Page last updated at 16:45 GMT, Wednesday, 12 November 2008

Glass makers hit with huge fine

SMashed windscreen
The European car glass cartel has been smashed

Four car glass makers have been hit with the European Commission's largest cartel fine after being found guilty of "cheating" car buyers.

Asahi Glass, Pilkington, Saint-Gobain and Soliver have been ordered to pay 1.38bn euros (1.14bn; $1.73bn).

Saint-Gobain alone was fined 896m euros after repeat offences. It said the fine was "excessive and disproportionate".

Asahi and Pilkington said they would decide what action to take once they had seen the full text of the decision.

The fine handed down to Saint-Gobain represents the biggest single cartel fine imposed on an individual company.

Manipulating the market

The companies were penalised for illegal market-sharing and exchanging commercially sensitive information.

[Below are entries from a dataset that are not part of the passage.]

impl Structured2D {
    /// `nx × ny` quadrilaterals.
    pub fn new(nx: usize, ny: usize) -> Self {
        Self {
            nx,
            ny,
            quads: true,
            periodicity: Periodicity::none(),
            mapping: CoordinateMapper::identity(),
            curved: None,
        }
    }

    /// Split every cell into two triangles.
    pub fn triangles(mut self) -> Self {
        self.quads = false;
        self
    }

    /// Choose quadrilaterals (`true`) or triangles (`false`).
    pub fn with_quads(mut self, quads: bool) -> Self {
        self.quads = quads;
        self
    }

    /// Identify the left and right sides.
    pub fn periodic_x(mut self) -> Self {
        self.periodicity.x = true;
        self
    }

    /// Identify the bottom and top sides.
    pub fn periodic_y(mut self) -> Self {
        self.periodicity.y = true;
        self
    }

    /// Set periodicity explicitly; the z flag is ignored.
    pub fn with_periodicity(mut self, periodicity: Periodicity) -> Self {
        self.periodicity = Periodicity::new(periodicity.x, periodicity.y, false);
        self
    }

    /// Map logical coordinates with `f`.
    pub fn with_mapping<F>(self, f: F) -> Self
    where
        F: Fn([f64; 2]) -> [f64; 2] + Send + Sync + 'static,
    {
        self.with_mapper(CoordinateMapper::new(f))
    }

    /// Map logical coordinates with a prepared mapper.
    pub fn with_mapper(mut self, mapper: CoordinateMapper<2>) -> Self {
        self.mapping = mapper;
        self
    }

    /// Override the curved flag; `None` derives it from the mapping.
    pub fn with_curved(mut self, curved: Option<bool>) -> Self {
        self.curved = curved;
        self
    }

    /// Validated resolution.
    pub fn resolution(&self) -> MeshResult<Resolution2D> {
        Ok(Resolution2D::try_new(self.nx, self.ny)?)
    }

    /// Compute the mesh without writing it anywhere.
    pub fn plan(&self) -> MeshResult<MeshPlan> {
        let res = self.resolution()?;
        let grid = GridIndexer::plane(res.nx(), res.ny());
        let coords = map_coords(&self.mapping, &grid)?;
        tracing::debug!(
            nx = res.nx(),
            ny = res.ny(),
            quads = self.quads,
            periodicity = %self.periodicity,
            "planned 2D mesh"
        );

        Ok(MeshPlan {
            dim: 2,
            geometry: None,
            coords,
            elements: quads_or_triangles(&grid, !self.quads),
            curved: self.curved.unwrap_or(!self.mapping.is_identity()),
            boundary: plane_facets(&grid),
            periodic: periodic_pairs(&grid, self.periodicity),
        })
    }

    /// Generate into an in-memory [`StructuredMesh`].
    pub fn generate(&self) -> MeshResult<StructuredMesh> {
        let res = self.resolution()?;
        self.generate_into(MeshBuffer::with_capacity(2, res.total_points()))
    }

    /// Generate into `sink`.
    pub fn generate_into<S: MeshSink>(&self, sink: S) -> MeshResult<S::Output> {
        self.plan()?.commit(sink)
    }
}

/// 3D grid of hexahedra or tetrahedra over the unit cube.
#[derive(Clone, Debug)]
pub struct Structured3D {
    nx: usize,
    ny: Option<usize>,
    nz: Option<usize>,
    hexes: bool,
    periodicity: Periodicity,
    mapping: CoordinateMapper<3>,
    curved: Option<bool>,
    cuboid: bool,
}

impl Structured3D {
    /// `nx` cells along x; `ny` and `nz` default to `nx`.
    pub fn new(nx: usize) -> Self {
        Self {
            nx,
            ny: None,
            nz: None,
            hexes: true,
            periodicity: Periodicity::none(),
            mapping: CoordinateMapper::identity(),
            curved: None,
            cuboid: true,
        }
    }

    /// `nx × ny × nz` cells.
    pub fn with_resolution(nx: usize, ny: usize, nz: usize) -> Self {
        Self::new(nx).with_ny(ny).with_nz(nz)
    }

    /// Cells along y. Requires [`Self::with_nz`] as well.
    pub fn with_ny(mut self, ny: usize) -> Self {
        self.ny = Some(ny);
        self
    }

    /// Cells along z.
    pub fn with_nz(mut self, nz: usize) -> Self {
        self.nz = Some(nz);
        self
    }

    /// Split every cell into six tetrahedra.
    pub fn tetrahedra(mut self) -> Self {
        self.hexes = false;
        self
    }

    /// Choose hexahedra (`true`) or tetrahedra (`false`).
    pub fn with_hexes(mut self, hexes: bool) -> Self {
        self.hexes = hexes;
        self
    }

    pub fn periodic_x(mut self) -> Self {
        self.periodicity.x = true;
        self
    }

    pub fn periodic_y(mut self) -> Self {
        self.periodicity.y = true;
        self
    }

    pub fn periodic_z(mut self) -> Self {
        self.periodicity.z = true;
        self
    }

    /// Set periodicity explicitly.
    pub fn with_periodicity(mut self, periodicity: Periodicity) -> Self {
        self.periodicity = periodicity;
        self
    }

    /// Map logical coordinates with `f`.
    pub fn with_mapping<F>(self, f: F) -> Self
    where
        F: Fn([f64; 3]) -> [f64; 3] + Send + Sync + 'static,
    {
        self.with_mapper(CoordinateMapper::new(f))
    }

    /// Map logical coordinates with a prepared mapper.
    pub fn with_mapper(mut self, mapper: CoordinateMapper<3>) -> Self {
        self.mapping = mapper;
        self
    }

    /// Override the curved flag; `None` derives it from the mapping.
    pub fn with_curved(mut self, curved: Option<bool>) -> Self {
        self.curved = curved;
        self
    }

    /// Skip attaching the bounding box geometry.
    pub fn without_cuboid(self) -> Self {
        self.with_cuboid(false)
    }

    /// Attach (`true`, the default) or skip the bounding box geometry.
    pub fn with_cuboid(mut self, cuboid: bool) -> Self {
        self.cuboid = cuboid;
        self
    }

    /// Validated resolution with defaults applied.
    pub fn resolution(&self) -> MeshResult<Resolution3D> {
        Ok(Resolution3D::resolve(self.nx, self.ny, self.nz)?)
    }

    /// Compute the mesh without writing it anywhere.
    pub fn plan(&self) -> MeshResult<MeshPlan> {
        let res = self.resolution()?;
        let grid = GridIndexer::volume(res.nx(), res.ny(), res.nz());

        let geometry = if self.cuboid {
            let lo = self.mapping.map_point(&grid, [0, 0, 0])?;
            let hi = self.mapping.map_point(&grid, grid.cells())?;
            Some(Cuboid::new(lo, hi))
        } else {
            None
        };
        let coords = map_coords(&self.mapping, &grid)?;
        tracing::debug!(
            resolution = %res,
            hexes = self.hexes,
            periodicity = %self.periodicity,
            cuboid = self.cuboid,
            "planned 3D mesh"
        );

        Ok(MeshPlan {
            dim: 3,
            geometry,
            coords,
            elements: hexes_or_tets(&grid, !self.hexes),
            curved: self.curved.unwrap_or(!self.mapping.is_identity()),
            boundary: box_facets(&grid, !self.hexes),
            periodic: periodic_pairs(&grid, self.periodicity),
        })
    }

    /// Generate into an in-memory [`StructuredMesh`].
    pub fn generate(&self) -> MeshResult<StructuredMesh> {
        let res = self.resolution()?;
        self.generate_into(MeshBuffer::with_capacity(3, res.total_points()))
    }

    /// Generate into `sink`.
    pub fn generate_into<S: MeshSink>(&self, sink: S) -> MeshResult<S::Output> {
        self.plan()?.commit(sink)
    }
}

The Commission found that they held regular discussions between 1998 and 2003 to allocate glass supplies to car manufacturers and keep their individual market shares as stable as possible.

Competition Commissioner Neelie Kroes said: "These companies cheated the car industry and car buyers for five years. The Commission has imposed such high fines because it cannot and will not tolerate such illegal behaviour."

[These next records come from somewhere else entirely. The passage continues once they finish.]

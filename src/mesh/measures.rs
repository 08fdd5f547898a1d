//! Signed measures of mesh entities.
//!
//! Signs encode orientation: a triangle or quad wound counter-clockwise in
//! the xy-plane has positive area, and all tetrahedra of a consistently
//! oriented mesh share one volume sign.

use super::entities::ElementShape;

/// Five-tetrahedron split of a hexahedron in stored corner order: one tet
/// cut off at each of corners 1, 3, 4 and 6, then the central tet on
/// corners 0, 2, 5 and 7.
const HEX_VOLUME_SPLIT: [[usize; 4]; 5] = [
    [1, 0, 5, 2],
    [3, 2, 7, 0],
    [4, 5, 0, 7],
    [6, 7, 2, 5],
    [0, 2, 7, 5],
];

fn sub(a: [f64; 3], b: [f64; 3]) -> [f64; 3] {
    [a[0] - b[0], a[1] - b[1], a[2] - b[2]]
}

fn cross(a: [f64; 3], b: [f64; 3]) -> [f64; 3] {
    [
        a[1] * b[2] - a[2] * b[1],
        a[2] * b[0] - a[0] * b[2],
        a[0] * b[1] - a[1] * b[0],
    ]
}

fn dot(a: [f64; 3], b: [f64; 3]) -> f64 {
    a[0] * b[0] + a[1] * b[1] + a[2] * b[2]
}

/// Euclidean length of a segment.
pub fn segment_length(a: [f64; 3], b: [f64; 3]) -> f64 {
    let d = sub(b, a);
    dot(d, d).sqrt()
}

/// Signed area of a planar polygon projected onto the xy-plane (shoelace).
pub fn polygon_area(points: &[[f64; 3]]) -> f64 {
    let n = points.len();
    let mut area = 0.0;
    for i in 0..n {
        let p = points[i];
        let q = points[(i + 1) % n];
        area += p[0] * q[1] - q[0] * p[1];
    }
    0.5 * area
}

/// Area-weighted normal of a polygon in 3D (Newell's method).
///
/// The vector points along the right-hand normal of the winding and its
/// length equals the polygon area.
pub fn polygon_normal(points: &[[f64; 3]]) -> [f64; 3] {
    let n = points.len();
    let mut normal = [0.0; 3];
    for i in 0..n {
        let c = cross(points[i], points[(i + 1) % n]);
        for d in 0..3 {
            normal[d] += 0.5 * c[d];
        }
    }
    normal
}

/// Signed volume of a tetrahedron.
pub fn tet_volume(a: [f64; 3], b: [f64; 3], c: [f64; 3], d: [f64; 3]) -> f64 {
    dot(sub(b, a), cross(sub(c, a), sub(d, a))) / 6.0
}

/// Signed volume of a hexahedron, summed over a five-tetrahedron split.
///
/// Exact for parallelepipeds; an approximation for warped cells.
pub fn hex_volume(corners: &[[f64; 3]; 8]) -> f64 {
    HEX_VOLUME_SPLIT
        .iter()
        .map(|t| tet_volume(corners[t[0]], corners[t[1]], corners[t[2]], corners[t[3]]))
        .sum()
}

/// Signed measure of an entity of the given shape.
///
/// Segments are signed by their x-extent so that reversed 1D elements
/// show up as negative.
///
/// # Panics
///
/// Panics if `coords.len()` does not match the shape's point count.
pub fn measure(shape: ElementShape, coords: &[[f64; 3]]) -> f64 {
    assert_eq!(
        coords.len(),
        shape.n_points(),
        "{} needs {} points",
        shape,
        shape.n_points()
    );
    match shape {
        ElementShape::Point => 0.0,
        ElementShape::Segment => {
            let len = segment_length(coords[0], coords[1]);
            if coords[1][0] < coords[0][0] { -len } else { len }
        }
        ElementShape::Triangle | ElementShape::Quadrilateral => polygon_area(coords),
        ElementShape::Tetrahedron => tet_volume(coords[0], coords[1], coords[2], coords[3]),
        ElementShape::Hexahedron => {
            let corners: [[f64; 3]; 8] = std::array::from_fn(|i| coords[i]);
            hex_volume(&corners)
        }
    }
}

#[cfg(test)]
mod tests {
    use super::*;
    use approx::assert_relative_eq;

    #[test]
    fn test_polygon_area_ccw_positive() {
        let square = [
            [0.0, 0.0, 0.0],
            [2.0, 0.0, 0.0],
            [2.0, 1.0, 0.0],
            [0.0, 1.0, 0.0],
        ];
        assert_relative_eq!(polygon_area(&square), 2.0);

        let mut reversed = square;
        reversed.reverse();
        assert_relative_eq!(polygon_area(&reversed), -2.0);
    }

    #[test]
    fn test_polygon_normal() {
        let tri = [[0.0, 0.0, 0.0], [1.0, 0.0, 0.0], [0.0, 1.0, 0.0]];
        let n = polygon_normal(&tri);
        assert_relative_eq!(n[0], 0.0);
        assert_relative_eq!(n[1], 0.0);
        assert_relative_eq!(n[2], 0.5);
    }

    #[test]
    fn test_unit_tet() {
        let v = tet_volume(
            [0.0, 0.0, 0.0],
            [1.0, 0.0, 0.0],
            [0.0, 1.0, 0.0],
            [0.0, 0.0, 1.0],
        );
        assert_relative_eq!(v, 1.0 / 6.0);
    }

    #[test]
    fn test_hex_volume_of_box() {
        // Corner order of the generated hexahedra: z, then y, then x.
        let (a, b, c) = (2.0, 3.0, 0.5);
        let corners = [
            [0.0, 0.0, 0.0],
            [0.0, 0.0, c],
            [0.0, b, c],
            [0.0, b, 0.0],
            [a, 0.0, 0.0],
            [a, 0.0, c],
            [a, b, c],
            [a, b, 0.0],
        ];
        assert_relative_eq!(hex_volume(&corners), -a * b * c, epsilon = 1e-12);
    }

    #[test]
    fn test_hex_split_tets_share_sign() {
        let corners = [
            [0.0, 0.0, 0.0],
            [0.0, 0.0, 1.0],
            [0.0, 1.0, 1.0],
            [0.0, 1.0, 0.0],
            [1.0, 0.0, 0.0],
            [1.0, 0.0, 1.0],
            [1.0, 1.0, 1.0],
            [1.0, 1.0, 0.0],
        ];
        for t in HEX_VOLUME_SPLIT {
            let v = tet_volume(corners[t[0]], corners[t[1]], corners[t[2]], corners[t[3]]);
            assert!(v < 0.0);
        }
    }

    #[test]
    fn test_segment_sign() {
        let a = [0.25, 0.0, 0.0];
        let b = [0.75, 0.0, 0.0];
        assert_relative_eq!(measure(ElementShape::Segment, &[a, b]), 0.5);
        assert_relative_eq!(measure(ElementShape::Segment, &[b, a]), -0.5);
    }

    #[test]
    #[should_panic(expected = "needs 3 points")]
    fn test_measure_arity() {
        measure(ElementShape::Triangle, &[[0.0; 3]; 4]);
    }
}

The four companies control 90% of the glass used for new cars in the European Economic Area, a market that was worth 2bn euros in the last full year of the infringement.

Court of appeal

Saint-Gobain said that it intends to appeal against the Commission's decision in the Luxembourg Court of First Instance, despite the fact that it has yet to receive the exact terms of the Commission's findings.

The company had already set aside 560m euros, some way short of the actual fine of 896m euros.

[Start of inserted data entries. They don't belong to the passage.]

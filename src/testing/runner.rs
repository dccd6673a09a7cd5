//! Test runner implementation
//!
//! Drives the cases strictly in order over one shared transport and keeps
//! the append-only result log.

use std::sync::Arc;

use chrono::{Local, NaiveDate};
use colored::Colorize;
use serde::Serialize;
use serde_json::Value;

use crate::api::ApiTransport;
use crate::common::config::Accounts;

use super::cases::{Case, CaseOutcome};
use super::report::Summary;

const RULE_WIDTH: usize = 80;

/// Result of one case
#[derive(Debug, Clone, Serialize)]
#[serde(rename_all = "camelCase")]
pub struct TestResult {
    pub name: String,
    pub passed: bool,
    pub message: String,
    #[serde(skip_serializing_if = "Option::is_none")]
    pub response_snapshot: Option<Value>,
}

/// Everything the cases share during one run
pub struct RunnerState {
    transport: Arc<dyn ApiTransport>,
    accounts: Accounts,
    /// Fixed at construction so all join dates come from the same day
    today: NaiveDate,
    results: Vec<TestResult>,
    sample_user_id: Option<String>,
    sample_attendance_id: Option<String>,
}

impl RunnerState {
    pub fn new(transport: Arc<dyn ApiTransport>, accounts: Accounts) -> Self {
        Self {
            transport,
            accounts,
            today: Local::now().date_naive(),
            results: Vec::new(),
            sample_user_id: None,
            sample_attendance_id: None,
        }
    }

    /// Override the day the join cases count from
    pub fn with_today(mut self, today: NaiveDate) -> Self {
        self.today = today;
        self
    }

    pub fn transport(&self) -> &dyn ApiTransport {
        self.transport.as_ref()
    }

    pub fn accounts(&self) -> &Accounts {
        &self.accounts
    }

    pub fn today(&self) -> NaiveDate {
        self.today
    }

    pub fn results(&self) -> &[TestResult] {
        &self.results
    }

    pub fn sample_user_id(&self) -> Option<&str> {
        self.sample_user_id.as_deref()
    }

    pub fn sample_attendance_id(&self) -> Option<&str> {
        self.sample_attendance_id.as_deref()
    }

    /// Record the employee id later cases book attendance for. First write wins.
    pub fn capture_user_id(&mut self, id: &str) {
        if self.sample_user_id.is_none() {
            tracing::debug!(id, "captured sample user id");
            self.sample_user_id = Some(id.to_string());
        }
    }

    /// Record the attendance id the confirm case updates. First write wins.
    pub fn capture_attendance_id(&mut self, id: &str) {
        if self.sample_attendance_id.is_none() {
            tracing::debug!(id, "captured sample attendance id");
            self.sample_attendance_id = Some(id.to_string());
        }
    }

    pub fn summary(&self) -> Summary {
        Summary::from_results(&self.results)
    }
}

/// Run one case, print its line and append exactly one result
pub async fn run_case(state: &mut RunnerState, case: Case) -> &TestResult {
    let outcome = match case.execute(state).await {
        Ok(outcome) => outcome,
        Err(e) => {
            tracing::warn!(case = case.name(), error = %e, "request failed");
            CaseOutcome::fail(format!("Request failed: {}", e), None)
        }
    };

    let status = if outcome.passed {
        "✅ PASS".green().bold()
    } else {
        "❌ FAIL".red().bold()
    };
    println!("{} {}: {}", status, case.name(), outcome.message);

    state.results.push(TestResult {
        name: case.name().to_string(),
        passed: outcome.passed,
        message: outcome.message,
        response_snapshot: outcome.snapshot,
    });
    &state.results[state.results.len() - 1]
}

/// Run `cases` in order and summarise
pub async fn run_suite(state: &mut RunnerState, cases: &[Case]) -> Summary {
    for &case in cases {
        run_case(state, case).await;
        println!();
    }
    state.summary()
}

pub fn print_banner(base_url: &str) {
    println!("{}", "=".repeat(RULE_WIDTH));
    println!("{}", "OFFICE ATTENDANCE SYSTEM - BACKEND API TESTING".bold());
    println!("{}", "=".repeat(RULE_WIDTH));
    println!("Testing against: {}", base_url.cyan());
    println!();
}

pub fn print_summary(summary: &Summary, results: &[TestResult]) {
    println!("{}", "=".repeat(RULE_WIDTH));
    println!("{}", "TEST SUMMARY".bold());
    println!("{}", "=".repeat(RULE_WIDTH));

    println!("Total Tests: {}", summary.total);
    println!("Passed: {}", summary.passed.to_string().green());
    println!("Failed: {}", summary.failed.to_string().red());
    println!("Success Rate: {:.1}%", summary.success_rate);

    if summary.all_passed() {
        println!(
            "\n{}",
            "🎉 ALL TESTS PASSED! Backend APIs are working correctly."
                .green()
                .bold()
        );
        return;
    }

    println!(
        "\n{}",
        format!("⚠️  {} tests failed. Check the details above.", summary.failed).yellow()
    );

    let failed: Vec<&TestResult> = results.iter().filter(|r| !r.passed).collect();
    if !failed.is_empty() {
        println!("\nFailed Tests:");
        for result in failed {
            println!("  - {}: {}", result.name, result.message);
        }
    }
}
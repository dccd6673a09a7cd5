//! CLI command handling
//!
//! Resolves configuration, runs the suite and formats output.

use std::sync::Arc;
use std::time::Instant;

use chrono::Utc;
use colored::Colorize;

use crate::api::{ApiClient, ApiTransport};
use crate::commands::{Commands, RunArgs};
use crate::common::config::Config;
use crate::common::{Error, Result};
use crate::testing::{self, Case, Report, RunnerState};

/// Dispatch a CLI command
///
/// Returns whether the command succeeded; `Ok(false)` means at least one
/// case failed and the process should exit with code 1.
pub async fn dispatch(command: Commands) -> Result<bool> {
    match command {
        Commands::Run(args) => run(args).await,
        Commands::List => {
            list_cases();
            Ok(true)
        }
    }
}

/// Load the config file and apply command-line overrides
pub fn resolve_config(args: &RunArgs) -> Result<Config> {
    let mut config = match &args.config {
        Some(path) => Config::load_from(path)?,
        None => Config::load()?,
    };

    if let Some(base_url) = &args.base_url {
        config.target.base_url = base_url.clone();
    }
    if let Some(timeout) = args.timeout {
        config.timeouts.request_secs = timeout;
    }

    Ok(config)
}

/// Cases to run, optionally narrowed by a case-insensitive name filter
pub fn select_cases(filter: Option<&str>) -> Result<Vec<Case>> {
    let Some(filter) = filter else {
        return Ok(Case::ALL.to_vec());
    };

    let needle = filter.to_lowercase();
    let cases: Vec<Case> = Case::ALL
        .into_iter()
        .filter(|c| c.name().to_lowercase().contains(&needle))
        .collect();

    if cases.is_empty() {
        return Err(Error::Config(format!("No cases match '{}'", filter)));
    }
    Ok(cases)
}

async fn run(args: RunArgs) -> Result<bool> {
    let config = resolve_config(&args)?;
    let cases = select_cases(args.only.as_deref())?;

    tracing::debug!(
        base_url = %config.target.base_url,
        timeout_secs = config.timeouts.request_secs,
        cases = cases.len(),
        "starting run"
    );

    let client = ApiClient::new(&config.target.base_url, config.timeouts.request())?;
    let transport: Arc<dyn ApiTransport> = Arc::new(client);
    let base_url = transport.base_url().to_string();
    let mut state = RunnerState::new(transport, config.accounts.clone());

    let started_at = Utc::now().to_rfc3339();
    let started = Instant::now();

    testing::print_banner(&base_url);
    let summary = testing::run_suite(&mut state, &cases).await;
    testing::print_summary(&summary, state.results());

    if let Some(path) = &args.report {
        let report = Report {
            base_url: &base_url,
            started_at,
            duration_ms: started.elapsed().as_millis() as u64,
            summary,
            results: state.results(),
        };
        testing::write_report(path, &report)?;
        println!("\nJSON report saved to: {}", path.display());
    }

    Ok(summary.all_passed())
}

fn list_cases() {
    println!("{}", "Cases (in execution order):".bold());
    for (i, case) in Case::ALL.iter().enumerate() {
        let (method, path) = case.endpoint();
        println!(
            "  {:>2}. {:<28} {} {}",
            i + 1,
            case.name(),
            method.cyan(),
            path.dimmed()
        );
    }
}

It said the fine represented about 95% of the annual sales of Saint-Gobain's Original Equipment Manufacturer (OEM) automotive glass business in Europe, and "several decades' net income".

Financial impact

A statement from Pilkington said that the company had already made provisions of 250m for its fine. This falls some way short of the actual 377m euro (310m) fine.

This will result in a loss of 60m that will be recognised as an extraordinary item in the income statement for the second quarter of the current financial year.

However, the company said it would "examine the decision and decide on future action, including a possible appeal".

Similarly, Asahi Glass said that it would decide what action to take once it had received the full text of the Commission's decision.